I think it's weird, too, and that it would be better if sessions could contain any number of solves.

I also can't select the other events. When I click them, they become yellow, but nothing else happens. I tried doing a couple of OH averages, but they were submitted as normal speedsolves. It also happens on the record page.


----------



## Cerberus (May 5, 2008)

I think avg of 5 was nice and Rolling is not needed, you can always add your times and see your progress nicely. why do you always want average of 12? it can take quite a while when you just want to cube in a break, you now need some time (more than double...)
But I still love the site as you know tim!


----------



## MistArts (May 5, 2008)

Johannes91 said:


> qqwref said:
> 
> 
> > Also, doing only non-rolling averages of 12 seems really weird to me. But maybe that's just me.
> ...




Press the style of the event and then the puzzle.


----------



## TobiasDaneels (May 5, 2008)

Some things to add:

-A list of the newest records by date (only the top-10 records or so)
-the seperate times of an average in the record listings
-the scramble in the single solve listings

Apart from that, great site, which will be used by me for a long time.


----------



## Lt-UnReaL (May 5, 2008)

qqwref said:


> Wait, it's average of 12 now? Isn't it, like, harder to get a fast average of 12 than a fast average of 5? So should people's times be deleted now, because they might not be able to get them if they did averages of 12? Also, doing only non-rolling averages of 12 seems really weird to me. But maybe that's just me. Anyway, I'd say to either go with competition style all the way (non-rolling avg5 / mean3, no averages for BLD events) or UWR style all the way (avg12 for everything no matter how long, even BLD, and allowing rolling). Something in between is just confusing.

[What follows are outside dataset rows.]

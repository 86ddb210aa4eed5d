//! Directory entry serialization.
//!
//! Each entry is a CBOR map with small integer keys, wrapped in a CBOR
//! byte-string whose header carries the encoded size. Unknown keys are
//! ignored on decode so newer writers stay readable.

use ciborium::value::{Integer, Value};

use vefs_storage::crypto::Counter;
use vefs_storage::error::{ErrorKind, Result};
use vefs_storage::id::{FileId, SectorId};
use vefs_storage::tree::{RootSectorInfo, SectorReference};

const KEY_FILE_ID: u64 = 1;
const KEY_FILE_PATH: u64 = 2;
const KEY_SECRET: u64 = 3;
const KEY_SECRET_COUNTER: u64 = 4;
const KEY_ROOT_SECTOR: u64 = 5;
const KEY_ROOT_MAC: u64 = 6;
const KEY_MAX_EXTENT: u64 = 7;
const KEY_TREE_DEPTH: u64 = 8;
const KEY_MODIFICATION_TIME: u64 = 9;

/// In-memory form of one directory entry.
#[derive(Debug, Clone, PartialEq, Eq)]
pub(crate) struct FileDescriptor {
    pub file_id: FileId,
    pub file_path: String,
    pub secret: [u8; 32],
    pub secret_counter: Counter,
    pub tree_info: RootSectorInfo,
    pub modification_time: Option<String>,
}

fn key(raw: u64) -> Value {
    Value::Integer(Integer::from(raw))
}

fn lookup<'v>(entries: &'v [(Value, Value)], wanted: u64) -> Option<&'v Value> {
    entries.iter().find_map(|(k, v)| match k {
        Value::Integer(i) if *i == Integer::from(wanted) => Some(v),
        _ => None,
    })
}

fn required<'v>(entries: &'v [(Value, Value)], wanted: u64) -> Result<&'v Value> {
    lookup(entries, wanted).ok_or_else(|| ErrorKind::InvalidProto.into())
}

fn as_bytes_exact<const N: usize>(value: &Value) -> Result<[u8; N]> {
    match value {
        Value::Bytes(raw) if raw.len() == N => {
            let mut out = [0u8; N];
            out.copy_from_slice(raw);
            Ok(out)
        }
        Value::Bytes(_) => Err(ErrorKind::IncompatibleProto.into()),
        _ => Err(ErrorKind::InvalidProto.into()),
    }
}

fn as_u64(value: &Value) -> Result<u64> {
    match value {
        Value::Integer(i) => {
            u64::try_from(*i).map_err(|_| ErrorKind::IncompatibleProto.into())
        }
        _ => Err(ErrorKind::InvalidProto.into()),
    }
}

impl FileDescriptor {
    /// Encodes the bare CBOR map (without the byte-string frame).
    pub fn encode(&self) -> Result<Vec<u8>> {
        let mut entries = vec![
            (key(KEY_FILE_ID), Value::Bytes(self.file_id.as_bytes().to_vec())),
            (key(KEY_FILE_PATH), Value::Text(self.file_path.clone())),
            (key(KEY_SECRET), Value::Bytes(self.secret.to_vec())),
            (
                key(KEY_SECRET_COUNTER),
                Value::Bytes(self.secret_counter.to_le_bytes().to_vec()),
            ),
            (
                key(KEY_ROOT_SECTOR),
                Value::Integer(Integer::from(self.tree_info.root.sector.get())),
            ),
            (
                key(KEY_ROOT_MAC),
                Value::Bytes(self.tree_info.root.mac.to_vec()),
            ),
            (
                key(KEY_MAX_EXTENT),
                Value::Integer(Integer::from(self.tree_info.maximum_extent)),
            ),
            (
                key(KEY_TREE_DEPTH),
                Value::Integer(Integer::from(self.tree_info.tree_depth as u64)),
            ),
        ];
        if let Some(time) = &self.modification_time {
            entries.push((key(KEY_MODIFICATION_TIME), Value::Text(time.clone())));
        }

        let mut buffer = Vec::new();
        ciborium::ser::into_writer(&Value::Map(entries), &mut buffer)
            .map_err(|_| ErrorKind::VFilesystemEntrySerializationFailed)?;
        Ok(buffer)
    }

    pub fn decode(raw: &[u8]) -> Result<Self> {
        let value: Value = ciborium::de::from_reader(raw)
            .map_err(|_| ErrorKind::InvalidProto)?;
        let Value::Map(entries) = value else {
            return Err(ErrorKind::InvalidProto.into());
        };

        let file_id =
            FileId::from_bytes(as_bytes_exact::<16>(required(&entries, KEY_FILE_ID)?)?);
        let file_path = match required(&entries, KEY_FILE_PATH)? {
            Value::Text(text) => text.clone(),
            _ => return Err(ErrorKind::InvalidProto.into()),
        };
        let secret = as_bytes_exact::<32>(required(&entries, KEY_SECRET)?)?;
        let secret_counter = Counter::from_le_bytes(as_bytes_exact::<16>(
            required(&entries, KEY_SECRET_COUNTER)?,
        )?);
        let root_sector = as_u64(required(&entries, KEY_ROOT_SECTOR)?)?;
        let root_mac = as_bytes_exact::<16>(required(&entries, KEY_ROOT_MAC)?)?;
        let maximum_extent = as_u64(required(&entries, KEY_MAX_EXTENT)?)?;
        let tree_depth = as_u64(required(&entries, KEY_TREE_DEPTH)?)? as usize;
        let modification_time = match lookup(&entries, KEY_MODIFICATION_TIME) {
            Some(Value::Text(text)) if !text.is_empty() => Some(text.clone()),
            Some(Value::Text(_)) | None => None,
            Some(_) => return Err(ErrorKind::InvalidProto.into()),
        };

        Ok(FileDescriptor {
            file_id,
            file_path,
            secret,
            secret_counter,
            tree_info: RootSectorInfo {
                root: SectorReference {
                    sector: SectorId::new(root_sector),
                    mac: root_mac,
                },
                maximum_extent,
                tree_depth,
            },
            modification_time,
        })
    }
}

/// Emits a CBOR byte-string header announcing `len` payload bytes.
pub(crate) fn bstr_head(len: usize) -> Vec<u8> {
    const MAJOR_BSTR: u8 = 2 << 5;
    if len < 24 {
        vec![MAJOR_BSTR | len as u8]
    } else if len <= u8::MAX as usize {
        vec![MAJOR_BSTR | 24, len as u8]
    } else if len <= u16::MAX as usize {
        let raw = (len as u16).to_be_bytes();
        vec![MAJOR_BSTR | 25, raw[0], raw[1]]
    } else {
        let raw = (len as u32).to_be_bytes();
        vec![MAJOR_BSTR | 26, raw[0], raw[1], raw[2], raw[3]]
    }
}

/// Parses a CBOR byte-string header; returns `(header_len, payload_len)`.
pub(crate) fn parse_bstr_head(raw: &[u8]) -> Result<(usize, usize)> {
    let first = *raw.first().ok_or(ErrorKind::InvalidProto)?;
    if first >> 5 != 2 {
        return Err(ErrorKind::InvalidProto.into());
    }
    let info = first & 0x1f;
    match info {
        0..=23 => Ok((1, info as usize)),
        24 => {
            let len = *raw.get(1).ok_or(ErrorKind::InvalidProto)?;
            Ok((2, len as usize))
        }
        25 => {
            let bytes: [u8; 2] = raw
                .get(1..3)
                .ok_or(ErrorKind::InvalidProto)?
                .try_into()
                .expect("slice has length two");
            Ok((3, u16::from_be_bytes(bytes) as usize))
        }
        26 => {
            let bytes: [u8; 4] = raw
                .get(1..5)
                .ok_or(ErrorKind::InvalidProto)?
                .try_into()
                .expect("slice has length four");
            Ok((5, u32::from_be_bytes(bytes) as usize))
        }
        _ => Err(ErrorKind::InvalidProto.into()),
    }
}

#[cfg(test)]
mod tests {
    use super::*;

    fn sample() -> FileDescriptor {
        FileDescriptor {
            file_id: FileId::from_bytes([9u8; 16]),
            file_path: "docs/notes.txt".into(),
            secret: [3u8; 32],
            secret_counter: Counter::from_le_bytes([1u8; 16]),
            tree_info: RootSectorInfo {
                root: SectorReference {
                    sector: SectorId::new(17),
                    mac: [6u8; 16],
                },
                maximum_extent: 4711,
                tree_depth: 1,
            },
            modification_time: None,
        }
    }

    #[test]
    fn descriptors_survive_the_codec() {
        let descriptor = sample();
        let raw = descriptor.encode().unwrap();
        assert_eq!(FileDescriptor::decode(&raw).unwrap(), descriptor);
    }

    #[test]
    fn missing_required_keys_fail_decoding() {
        let raw = {
            let mut buffer = Vec::new();
            let map = Value::Map(vec![(
                key(KEY_FILE_PATH),
                Value::Text("only a path".into()),
            )]);
            ciborium::ser::into_writer(&map, &mut buffer).unwrap();
            buffer
        };
        let err = FileDescriptor::decode(&raw).unwrap_err();
        assert_eq!(err.kind(), ErrorKind::InvalidProto);
    }

    #[test]
    fn bstr_head_widths_match_their_payload_sizes() {
        assert_eq!(bstr_head(5), vec![0x45]);
        assert_eq!(bstr_head(200), vec![0x58, 200]);
        assert_eq!(bstr_head(1000), vec![0x59, 0x03, 0xe8]);

        for len in [0usize, 23, 24, 255, 256, 65535, 65536] {
            let head = bstr_head(len);
            let (head_len, payload_len) = parse_bstr_head(&head).unwrap();
            assert_eq!(head_len, head.len());
            assert_eq!(payload_len, len);
        }
    }
}
//! CBOR codecs for the static and rotating archive headers.
//!
//! Both headers are integer-keyed CBOR maps. Unknown keys are skipped on
//! decode; a missing required key is `invalid_proto`, a key of the wrong
//! shape `incompatible_proto`.

use ciborium::value::{Integer, Value};

use crate::crypto::Counter;
use crate::error::{ErrorKind, Result};
use crate::id::SectorId;
use crate::tree::{RootSectorInfo, SectorReference};

/// Content of the static archive header.
pub(crate) struct StaticHeader {
    pub master_secret: [u8; 64],
    pub write_counter: Counter,
}

/// Serialized state of one of the two archive-internal files.
#[derive(Clone, Copy, Default)]
pub(crate) struct MasterFileRecord {
    pub secret: [u8; 32],
    pub counter: Counter,
    pub tree_info: RootSectorInfo,
}

/// Content of a rotating archive header slot.
pub(crate) struct ArchiveHeader {
    pub directory: MasterFileRecord,
    pub free_sector_index: MasterFileRecord,
    pub secret_counter: Counter,
    pub journal_counter: Counter,
}

impl std::fmt::Debug for ArchiveHeader {
    fn fmt(&self, f: &mut std::fmt::Formatter<'_>) -> std::fmt::Result {
        f.debug_struct("ArchiveHeader").finish_non_exhaustive()
    }
}

const KEY_FORMAT_VERSION: u64 = 0;
const KEY_MASTER_SECRET: u64 = 1;
const KEY_WRITE_COUNTER: u64 = 2;

const KEY_DIRECTORY: u64 = 1;
const KEY_FREE_SECTOR_INDEX: u64 = 2;
const KEY_SECRET_COUNTER: u64 = 3;
const KEY_JOURNAL_COUNTER: u64 = 4;

// master file records reuse the directory descriptor key table
const KEY_SECRET: u64 = 3;
const KEY_COUNTER: u64 = 4;
const KEY_ROOT_SECTOR: u64 = 5;
const KEY_ROOT_MAC: u64 = 6;
const KEY_MAX_EXTENT: u64 = 7;
const KEY_TREE_DEPTH: u64 = 8;

fn key(raw: u64) -> Value {
    Value::Integer(Integer::from(raw))
}

pub(crate) fn encode(value: &Value) -> Result<Vec<u8>> {
    let mut buffer = Vec::new();
    ciborium::ser::into_writer(value, &mut buffer)
        .map_err(|_| ErrorKind::VFilesystemEntrySerializationFailed)?;
    Ok(buffer)
}

pub(crate) fn decode(raw: &[u8]) -> Result<Value> {
    ciborium::de::from_reader(raw).map_err(|_| ErrorKind::InvalidProto.into())
}

pub(crate) fn map_entries(value: &Value) -> Result<&[(Value, Value)]> {
    match value {
        Value::Map(entries) => Ok(entries),
        _ => Err(ErrorKind::InvalidProto.into()),
    }
}

pub(crate) fn lookup<'v>(
    entries: &'v [(Value, Value)],
    wanted: u64,
) -> Option<&'v Value> {
    entries.iter().find_map(|(k, v)| match k {
        Value::Integer(i) if *i == Integer::from(wanted) => Some(v),
        _ => None,
    })
}

pub(crate) fn required<'v>(
    entries: &'v [(Value, Value)],
    wanted: u64,
) -> Result<&'v Value> {
    lookup(entries, wanted).ok_or_else(|| ErrorKind::InvalidProto.into())
}

pub(crate) fn as_bytes_exact<const N: usize>(value: &Value) -> Result<[u8; N]> {
    match value {
        Value::Bytes(raw) if raw.len() == N => {
            let mut out = [0u8; N];
            out.copy_from_slice(raw);
            Ok(out)
        }
        Value::Bytes(_) => Err(ErrorKind::IncompatibleProto.into()),
        _ => Err(ErrorKind::InvalidProto.into()),
    }
}

pub(crate) fn as_u64(value: &Value) -> Result<u64> {
    match value {
        Value::Integer(i) => {
            u64::try_from(*i).map_err(|_| ErrorKind::IncompatibleProto.into())
        }
        _ => Err(ErrorKind::InvalidProto.into()),
    }
}

fn master_file_to_value(record: &MasterFileRecord) -> Value {
    Value::Map(vec![
        (key(KEY_SECRET), Value::Bytes(record.secret.to_vec())),
        (
            key(KEY_COUNTER),
            Value::Bytes(record.counter.to_le_bytes().to_vec()),
        ),
        (
            key(KEY_ROOT_SECTOR),
            Value::Integer(Integer::from(record.tree_info.root.sector.get())),
        ),
        (
            key(KEY_ROOT_MAC),
            Value::Bytes(record.tree_info.root.mac.to_vec()),
        ),
        (
            key(KEY_MAX_EXTENT),
            Value::Integer(Integer::from(record.tree_info.maximum_extent)),
        ),
        (
            key(KEY_TREE_DEPTH),
            Value::Integer(Integer::from(record.tree_info.tree_depth as u64)),
        ),
    ])
}

fn master_file_from_value(value: &Value) -> Result<MasterFileRecord> {
    let entries = map_entries(value)?;
    let secret = as_bytes_exact::<32>(required(entries, KEY_SECRET)?)?;
    let counter = Counter::from_le_bytes(as_bytes_exact::<16>(required(
        entries,
        KEY_COUNTER,
    )?)?);
    let root_sector = as_u64(required(entries, KEY_ROOT_SECTOR)?)?;
    let root_mac = as_bytes_exact::<16>(required(entries, KEY_ROOT_MAC)?)?;
    let maximum_extent = as_u64(required(entries, KEY_MAX_EXTENT)?)?;
    let tree_depth = as_u64(required(entries, KEY_TREE_DEPTH)?)?;
    if tree_depth > crate::tree::lut::MAX_TREE_DEPTH as u64 {
        return Err(ErrorKind::IncompatibleProto.into());
    }

    Ok(MasterFileRecord {
        secret,
        counter,
        tree_info: RootSectorInfo {
            root: SectorReference {
                sector: SectorId::new(root_sector),
                mac: root_mac,
            },
            maximum_extent,
            tree_depth: tree_depth as usize,
        },
    })
}

pub(crate) fn encode_static_header(header: &StaticHeader) -> Result<Vec<u8>> {
    encode(&Value::Map(vec![
        (key(KEY_FORMAT_VERSION), Value::Integer(Integer::from(0u64))),
        (
            key(KEY_MASTER_SECRET),
            Value::Bytes(header.master_secret.to_vec()),
        ),
        (
            key(KEY_WRITE_COUNTER),
            Value::Bytes(header.write_counter.to_le_bytes().to_vec()),
        ),
    ]))
}

pub(crate) fn decode_static_header(raw: &[u8]) -> Result<StaticHeader> {
    let value = decode(raw)?;
    let entries = map_entries(&value)?;
    if as_u64(required(entries, KEY_FORMAT_VERSION)?)? != 0 {
        return Err(ErrorKind::UnknownFormatVersion.into());
    }
    let master_secret =
        as_bytes_exact::<64>(required(entries, KEY_MASTER_SECRET)?)?;
    let write_counter = Counter::from_le_bytes(as_bytes_exact::<16>(
        required(entries, KEY_WRITE_COUNTER)?,
    )?);
    Ok(StaticHeader {
        master_secret,
        write_counter,
    })
}

pub(crate) fn encode_archive_header(header: &ArchiveHeader) -> Result<Vec<u8>> {
    encode(&Value::Map(vec![
        (key(KEY_DIRECTORY), master_file_to_value(&header.directory)),
        (
            key(KEY_FREE_SECTOR_INDEX),
            master_file_to_value(&header.free_sector_index),
        ),
        (
            key(KEY_SECRET_COUNTER),
            Value::Bytes(header.secret_counter.to_le_bytes().to_vec()),
        ),
        (
            key(KEY_JOURNAL_COUNTER),
            Value::Bytes(header.journal_counter.to_le_bytes().to_vec()),
        ),
    ]))
}

pub(crate) fn decode_archive_header(raw: &[u8]) -> Result<ArchiveHeader> {
    let value = decode(raw)?;
    let entries = map_entries(&value)?;
    Ok(ArchiveHeader {
        directory: master_file_from_value(required(entries, KEY_DIRECTORY)?)?,
        free_sector_index: master_file_from_value(required(
            entries,
            KEY_FREE_SECTOR_INDEX,
        )?)?,
        secret_counter: Counter::from_le_bytes(as_bytes_exact::<16>(
            required(entries, KEY_SECRET_COUNTER)?,
        )?),
        journal_counter: Counter::from_le_bytes(as_bytes_exact::<16>(
            required(entries, KEY_JOURNAL_COUNTER)?,
        )?),
    })
}

#[cfg(test)]
mod tests {
    use super::*;

    #[test]
    fn archive_header_survives_the_codec() {
        let header = ArchiveHeader {
            directory: MasterFileRecord {
                secret: [1; 32],
                counter: Counter::from_le_bytes([2; 16]),
                tree_info: RootSectorInfo {
                    root: SectorReference {
                        sector: SectorId::new(42),
                        mac: [3; 16],
                    },
                    maximum_extent: 98304,
                    tree_depth: 1,
                },
            },
            free_sector_index: MasterFileRecord::default(),
            secret_counter: Counter::from_le_bytes([4; 16]),
            journal_counter: Counter::ZERO,
        };
        let raw = encode_archive_header(&header).unwrap();
        let decoded = decode_archive_header(&raw).unwrap();
        assert_eq!(decoded.directory.secret, [1; 32]);
        assert_eq!(decoded.directory.tree_info, header.directory.tree_info);
        assert_eq!(decoded.secret_counter, header.secret_counter);
    }

    #[test]
    fn missing_required_key_is_invalid_proto() {
        let raw = encode(&Value::Map(vec![(
            key(KEY_SECRET_COUNTER),
            Value::Bytes(vec![0; 16]),
        )]))
        .unwrap();
        let err = decode_archive_header(&raw).unwrap_err();
        assert_eq!(err.kind(), ErrorKind::InvalidProto);
    }

    #[test]
    fn unknown_keys_are_ignored() {
        let mut entries = match decode(
            &encode_static_header(&StaticHeader {
                master_secret: [7; 64],
                write_counter: Counter::ZERO,
            })
            .unwrap(),
        )
        .unwrap()
        {
            Value::Map(entries) => entries,
            _ => unreachable!(),
        };
        entries.push((key(99), Value::Text("future field".into())));
        let raw = encode(&Value::Map(entries)).unwrap();
        let decoded = decode_static_header(&raw).unwrap();
        assert_eq!(decoded.master_secret, [7; 64]);
    }
}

I agree very much. I'm sure tim is probably doing something about the avg of 5/12 thing, though.


----------



## tim (May 5, 2008)

Lt-UnReaL said:


> qqwref said:
> 
> 
> > Wait, it's average of 12 now? Isn't it, like, harder to get a fast average of 12 than a fast average of 5? So should people's times be deleted now, because they might not be able to get them if they did averages of 12? Also, doing only non-rolling averages of 12 seems really weird to me. But maybe that's just me. Anyway, I'd say to either go with competition style all the way (non-rolling avg5 / mean3, no averages for BLD events) or UWR style all the way (avg12 for everything no matter how long, even BLD, and allowing rolling). Something in between is just confusing.
> ...



You're right, it's confusing. What about that solution: I will change all events to avg of 12 (except 4x4 bld and 5x5 bld) and give everyone the chance to submit an average before he has done all 12 solves (but in this case you'll get a dnf average and just your single solves can be a record).
About the RA: I'm working on it.


----------



## TobiasDaneels (May 5, 2008)

Oh no!!!

I was recording another average 2x2. After 5, I had the incredible average of 3.46 which would have put me first on the list. Then I noticed that the rules were changed. The average of 12 ended up being 4.36, 3 and 4 changed position . 

There goes my fifteen minutes of fame.


----------



## Dene (May 5, 2008)

tim said:


> masterofthebass said:
> 
> 
> > One little problem... http://i29.tinypic.com/2e1xi4w.jpg IDK if it won't accept sub-2 singles, but maybe that's why erik's not on the top scores list.
> ...



I could insist I got a countdown for OH. I couldn't work out how I got a 21 second solve (I mean, come on!) then did another, and looked at the screen after a while and saw it at 4 seconds, which was obviously wrong, so the next time when I did it I watched the screen and sure enough it was counting down.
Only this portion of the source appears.